(Stored items)
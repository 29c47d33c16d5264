//! Connection provider capability
//!
//! The engine knows nothing about wire protocols. A [`Connector`] opens connections to the target
//! and each [`Connection`] runs query text to completion, draining whatever rows come back.
use crate::error::ConnectionError;
use std::time::Duration;

/// Opens connections to the system under test.
///
/// `connect` is called once for the pre-flight check and once per worker.
#[trait_variant::make(Connector: Send)]
pub trait LocalConnector {
    type Connection: Connection + Send + 'static;

    async fn connect(&self) -> Result<Self::Connection, ConnectionError>;
}

/// A dedicated connection owned by exactly one worker.
#[trait_variant::make(Connection: Send)]
pub trait LocalConnection {
    /// Run `query` and consume every result row. Returns the number of rows drained.
    async fn execute(&mut self, query: &str) -> Result<u64, ConnectionError>;

    async fn close(self) -> Result<(), ConnectionError>;
}

/// Open a connection, giving up after `timeout`.
pub(crate) async fn connect_within<C>(
    connector: &C,
    timeout: Duration,
) -> Result<C::Connection, ConnectionError>
where
    C: Connector,
{
    tokio::time::timeout(timeout, connector.connect())
        .await
        .map_err(|_| ConnectionError::Timeout(timeout))?
}
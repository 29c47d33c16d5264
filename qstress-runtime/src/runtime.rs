//! Command line runtime
//!
//! Wires a [`LoadTest`] to everything around it: validation, Ctrl-C handling, the countdown
//! ticker, the optional Prometheus exporter and the CSV report.
use crate::{
    cli::QStressCli,
    error::RuntimeError,
    progress::{countdown_ticker, TICK_INTERVAL},
    report::save_results,
    validate::validate,
};
use metrics_exporter_prometheus::PrometheusBuilder;
use qstress::{Connector, LoadTest, RunOutcome};
use qstress_core::{QueryTemplate, RunSummary, TestConfig};
use std::net::SocketAddr;
use std::path::PathBuf;
use tokio_util::sync::CancellationToken;
#[allow(unused)]
use tracing::{debug, error, info, instrument, warn, Instrument};

/// What a finished run produced and where it went.
#[derive(Debug)]
pub struct RunReport {
    pub outcome: RunOutcome,
    pub summary: RunSummary,
    /// `None` when there was nothing to save.
    pub output: Option<PathBuf>,
}

/// Runs a single load test from the command line.
///
/// # Example
///
/// ```ignore
/// let cli = QStressCli::parse();
/// let runtime = QStressRuntime::from_cli(&cli)?;
/// let connector = PgConnector::new(&runtime.config().target);
/// let report = runtime.run(connector).await?;
/// println!("{}", report.summary);
/// ```
pub struct QStressRuntime {
    config: TestConfig,
    metrics_addr: Option<SocketAddr>,
    show_progress: bool,
    ctrl_c: bool,
    cancel: CancellationToken,
}

impl QStressRuntime {
    pub fn new(config: TestConfig) -> Self {
        Self {
            config,
            metrics_addr: None,
            show_progress: true,
            ctrl_c: true,
            cancel: CancellationToken::new(),
        }
    }

    pub fn from_cli(cli: &QStressCli) -> Result<Self, RuntimeError> {
        Ok(Self::new(cli.test_config()?).metrics_addr(cli.metrics_addr))
    }

    pub fn metrics_addr(mut self, addr: Option<SocketAddr>) -> Self {
        self.metrics_addr = addr;
        self
    }

    /// Log the remaining time once a second.
    pub fn show_progress(mut self, show: bool) -> Self {
        self.show_progress = show;
        self
    }

    /// Stop the run on Ctrl-C.
    pub fn ctrl_c(mut self, enabled: bool) -> Self {
        self.ctrl_c = enabled;
        self
    }

    pub fn cancel_token(&self) -> CancellationToken {
        self.cancel.clone()
    }

    pub fn config(&self) -> &TestConfig {
        &self.config
    }

    #[instrument(name = "qstress", skip_all, fields(target = %self.config.target))]
    pub async fn run<C>(self, connector: C) -> Result<RunReport, RuntimeError>
    where
        C: Connector + Send + Sync + 'static,
    {
        validate(&self.config)?;

        if let Some(addr) = self.metrics_addr {
            PrometheusBuilder::new().with_http_listener(addr).install()?;
            info!("Serving metrics on {addr}");
        }

        let test = LoadTest::new(connector, self.config.clone()).cancel_on(self.cancel.clone());

        let done = CancellationToken::new();
        let _done_guard = done.clone().drop_guard();
        if self.ctrl_c {
            tokio::spawn(stop_on_ctrl_c(self.cancel.clone(), done.clone()).in_current_span());
        }

        let ticker = self.show_progress.then(|| {
            tokio::spawn(
                countdown_ticker(test.state_rx(), TICK_INTERVAL, |countdown| {
                    info!("Time remaining: {countdown}s")
                })
                .in_current_span(),
            )
        });

        let outcome = test.await;
        if let Some(ticker) = ticker {
            if let Err(err) = ticker.await {
                warn!("Countdown ticker failed: {err}");
            }
        }
        let outcome = outcome?;

        if outcome.is_cancelled() {
            warn!("Test stopped by user.");
        }

        let summary = outcome.summary();
        let output = if outcome.records.is_empty() {
            info!("No results to save.");
            None
        } else {
            let template = QueryTemplate::parse(self.config.query_template.as_str());
            save_results(&outcome.records, &template, &self.config.output)?;
            Some(self.config.output.clone())
        };

        info!("Test complete. {summary}");
        Ok(RunReport {
            outcome,
            summary,
            output,
        })
    }
}

async fn stop_on_ctrl_c(cancel: CancellationToken, done: CancellationToken) {
    tokio::select! {
        res = tokio::signal::ctrl_c() => match res {
            Ok(()) => {
                info!("Ctrl-C received, stopping.");
                cancel.cancel();
            }
            Err(err) => error!("Unable to listen for Ctrl-C: {err}"),
        },
        _ = done.cancelled() => {}
    }
}
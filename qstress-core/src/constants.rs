use std::time::Duration;

/// The character whose runs are substituted with the attempt counter.
pub const PLACEHOLDER: char = '%';

/// Upper bound on a single query attempt, independent of cancellation.
pub const DEFAULT_QUERY_TIMEOUT: Duration = Duration::from_secs(30);

/// Upper bound on opening a single connection.
pub const DEFAULT_CONNECT_TIMEOUT: Duration = Duration::from_secs(15);

pub const MIN_THREAD_COUNT: usize = 1;
pub const MAX_THREAD_COUNT: usize = 100;

pub const DEFAULT_THREAD_COUNT: usize = 50;
pub const DEFAULT_DURATION: Duration = Duration::from_secs(10);
pub const DEFAULT_OUTPUT_FILE: &str = "results.csv";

= Problem to work on =
The lines above from the one containing "the attempt counter." through the one containing "a single connection." are to be set down exactly, and no others.

= Exercise output =
/// The character whose runs are substituted with the attempt counter.
pub const PLACEHOLDER: char = '%';

/// Upper bound on a single query attempt, independent of cancellation.
pub const DEFAULT_QUERY_TIMEOUT: Duration = Duration::from_secs(30);

/// Upper bound on opening a single connection.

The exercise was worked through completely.